My name is Jenna Gourlay and I am on a quest for excellence. I’m not there yet, I’m not even close. But, it is my goal to get closer each year, each month, and even each day.
As a child, I wanted to be an architect and own an ice cream truck. I started college as a Spanish major. Then, I decided to change my major to health and exercise science. I excitedly took a job as a health and PE teacher only to go to PT school one year later. I graduated PT school and left New Jersey to pursue a sports residency in Indiana. I changed my mind a lot and still do. But, I never changed my philosophy to be the best version of myself possible.
Physical therapy is my career and excellence is my passion.
As a physical therapy profession, we can spend 6-7 years in school, 100,000+ dollars in tuition, and countless nights and weekends studying to finally work in our field.
That dedication is not average.
That work ethic is not characteristic of a person that simply works a 9-5 job.
These are qualities of excellence. Yet, so many of us feel overwhelmed, burnt out, and unsure what is next. I
believe that we get stuck not because we don’t possess the tools or qualities needed for greatness, but because we don’t know how to use the tools.
I believe that:
- We all have the potential and capacity for excellence
- We often hold ourselves back from greatness
- Good is the enemy of great and “good enough” isn’t actually enough
- We can always get better
- Excellence cannot be achieved alone
Join me on this journey toward excellence. We are all trying to figure out the next step and how to get there. This site is a place to share what’s worked, what hasn’t, what we’ve learned, and what we are trying to learn.
Lastly, what I’ve done and what I’m doing now. I was a health and PE teacher where I wowed middle school students with my half-court shot in basketball and spent hours of my life convincing them that “today isn’t the day you’ll have to run the mile.”

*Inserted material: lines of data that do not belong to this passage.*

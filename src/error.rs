//! Crate-level error and its mapping onto HTTP responses.

use actix_web::http::StatusCode;
use actix_web::HttpResponse;
use uuid::Uuid;

use crate::google::GoogleApiError;
use crate::multipart_parser::MultipartParseError;
use crate::participant::CsvError;
use crate::pdf::PdfError;
use crate::report::ReportError;
use crate::signature::{QrError, SignatureError};
use crate::submission::ArchiveError;
use crate::validation::ValidationErrors;
use crate::ErrorResponse;

#[derive(Debug, thiserror::Error)]
pub enum AppError {
    #[error("{0}")]
    Validation(#[from] ValidationErrors),
    #[error("{0}")]
    BadRequest(String),
    #[error("session {0} not found or expired")]
    SessionNotFound(Uuid),
    #[error("{0}")]
    NotFound(String),
    #[error("no participants loaded")]
    NoParticipants,
    #[error(transparent)]
    Csv(#[from] CsvError),
    #[error(transparent)]
    Google(#[from] GoogleApiError),
    #[error(transparent)]
    Signature(#[from] SignatureError),
    #[error(transparent)]
    Qr(#[from] QrError),
    #[error(transparent)]
    Pdf(#[from] PdfError),
    #[error(transparent)]
    Report(#[from] ReportError),
    #[error(transparent)]
    Archive(#[from] ArchiveError),
    #[error(transparent)]
    Multipart(#[from] MultipartParseError),
}

fn pdf_status(error: &PdfError) -> StatusCode {
    match error {
        PdfError::FontRequired(_) => StatusCode::SERVICE_UNAVAILABLE,
        PdfError::Image { .. } | PdfError::Io(_) => StatusCode::INTERNAL_SERVER_ERROR,
    }
}

impl AppError {
    pub fn status_code(&self) -> StatusCode {
        match self {
            AppError::Validation(_) | AppError::BadRequest(_) | AppError::NoParticipants => {
                StatusCode::BAD_REQUEST
            }
            AppError::SessionNotFound(_) | AppError::NotFound(_) => StatusCode::NOT_FOUND,
            AppError::Csv(e) => match e {
                CsvError::Parse(_) => StatusCode::BAD_REQUEST,
                CsvError::SnapshotMissing(_) => StatusCode::NOT_FOUND,
                CsvError::Io(_) => StatusCode::INTERNAL_SERVER_ERROR,
            },
            AppError::Google(e) => match e {
                GoogleApiError::NotConfigured(_) => StatusCode::SERVICE_UNAVAILABLE,
                GoogleApiError::InvalidSheetLink(_) => StatusCode::BAD_REQUEST,
                GoogleApiError::Http(_)
                | GoogleApiError::Api { .. }
                | GoogleApiError::UnexpectedResponse(_) => StatusCode::BAD_GATEWAY,
                GoogleApiError::KeyIo(_)
                | GoogleApiError::KeyFormat(_)
                | GoogleApiError::Jwt(_)
                | GoogleApiError::UploadIo(_) => StatusCode::INTERNAL_SERVER_ERROR,
            },
            AppError::Signature(e) => match e {
                SignatureError::InvalidName(_)
                | SignatureError::BufferSize { .. }
                | SignatureError::EmptyImage
                | SignatureError::Decode(_) => StatusCode::BAD_REQUEST,
                SignatureError::Encode(_) | SignatureError::Io(_) => {
                    StatusCode::INTERNAL_SERVER_ERROR
                }
            },
            AppError::Qr(e) => match e {
                QrError::MissingInput(_) => StatusCode::BAD_REQUEST,
                QrError::Render(_) => StatusCode::INTERNAL_SERVER_ERROR,
            },
            AppError::Pdf(e) => pdf_status(e),
            AppError::Report(e) => match e {
                ReportError::Unavailable(_) | ReportError::Api { .. } | ReportError::EmptyAnswer => {
                    StatusCode::BAD_GATEWAY
                }
                ReportError::Pdf(pdf) => pdf_status(pdf),
            },
            AppError::Archive(_) => StatusCode::INTERNAL_SERVER_ERROR,
            AppError::Multipart(e) => match e {
                MultipartParseError::IoError(_) => StatusCode::INTERNAL_SERVER_ERROR,
                _ => StatusCode::BAD_REQUEST,
            },
        }
    }
}

impl From<AppError> for HttpResponse {
    fn from(error: AppError) -> Self {
        let status = error.status_code();
        let message = error.to_string();
        if status.is_server_error() {
            log::error!("Request failed: {}", message);
        } else {
            log::warn!("Request rejected: {}", message);
        }

        let body = match status {
            StatusCode::BAD_REQUEST => ErrorResponse::bad_request(&message),
            StatusCode::NOT_FOUND => ErrorResponse::not_found(&message),
            StatusCode::BAD_GATEWAY => ErrorResponse::bad_gateway(&message),
            StatusCode::SERVICE_UNAVAILABLE => ErrorResponse::service_unavailable(&message),
            _ => ErrorResponse::internal_error(&message),
        };
        HttpResponse::build(status).json(body)
    }
}

#[cfg(test)]
mod tests {
    use super::*;
    use crate::validation::ValidationError;

    #[test]
    fn test_status_mapping() {
        let mut errors = ValidationErrors::new();
        errors.add(ValidationError::empty_field("title", "Event title"));
        assert_eq!(AppError::from(errors).status_code(), StatusCode::BAD_REQUEST);
        assert_eq!(
            AppError::SessionNotFound(Uuid::nil()).status_code(),
            StatusCode::NOT_FOUND
        );
        assert_eq!(
            AppError::from(GoogleApiError::NotConfigured("x".into())).status_code(),
            StatusCode::SERVICE_UNAVAILABLE
        );
        assert_eq!(
            AppError::from(GoogleApiError::Api { status: 403, body: String::new() }).status_code(),
            StatusCode::BAD_GATEWAY
        );
        assert_eq!(
            AppError::from(CsvError::SnapshotMissing("data/teilnehmer.csv".into())).status_code(),
            StatusCode::NOT_FOUND
        );
        assert_eq!(
            AppError::from(ReportError::EmptyAnswer).status_code(),
            StatusCode::BAD_GATEWAY
        );
        assert_eq!(
            AppError::from(ReportError::Pdf(PdfError::FontRequired("x".into()))).status_code(),
            StatusCode::SERVICE_UNAVAILABLE
        );
        assert_eq!(
            AppError::from(MultipartParseError::MissingPart("participant_list".into())).status_code(),
            StatusCode::BAD_REQUEST
        );
    }

    #[test]
    fn test_http_response_status() {
        let response: HttpResponse = AppError::NoParticipants.into();
        assert_eq!(response.status(), StatusCode::BAD_REQUEST);
        let response: HttpResponse = AppError::from(SignatureError::EmptyImage).into();
        assert_eq!(response.status(), StatusCode::BAD_REQUEST);
    }
}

In PT school, I was a Paul Ambrose Scholar, a volunteer junkie, a chronic procrastinator, and considered the anticipation of practicals an acceptable form of cardio. I completed a sports residency with ProRehab and The University of Evansville directly after graduating in 2014. I experienced my first culture shock moving to the Midwest and have been trying (and failing) to appreciate small talk ever since I arrived two years ago.
I earned my SCS in the spring of 2016. I currently work full time in an orthopedic outpatient facility, am an adjunct professor, and a mentor for the residency program I completed.
Most importantly, I live and die by the New York Giants, eat peanut M&Ms at least once a day, am overly competitive at board games, and lose a minimum of 5 minutes per day looking for my keys (I’m working on it).
We didn’t choose this profession to be average and just show up to work day in and day out.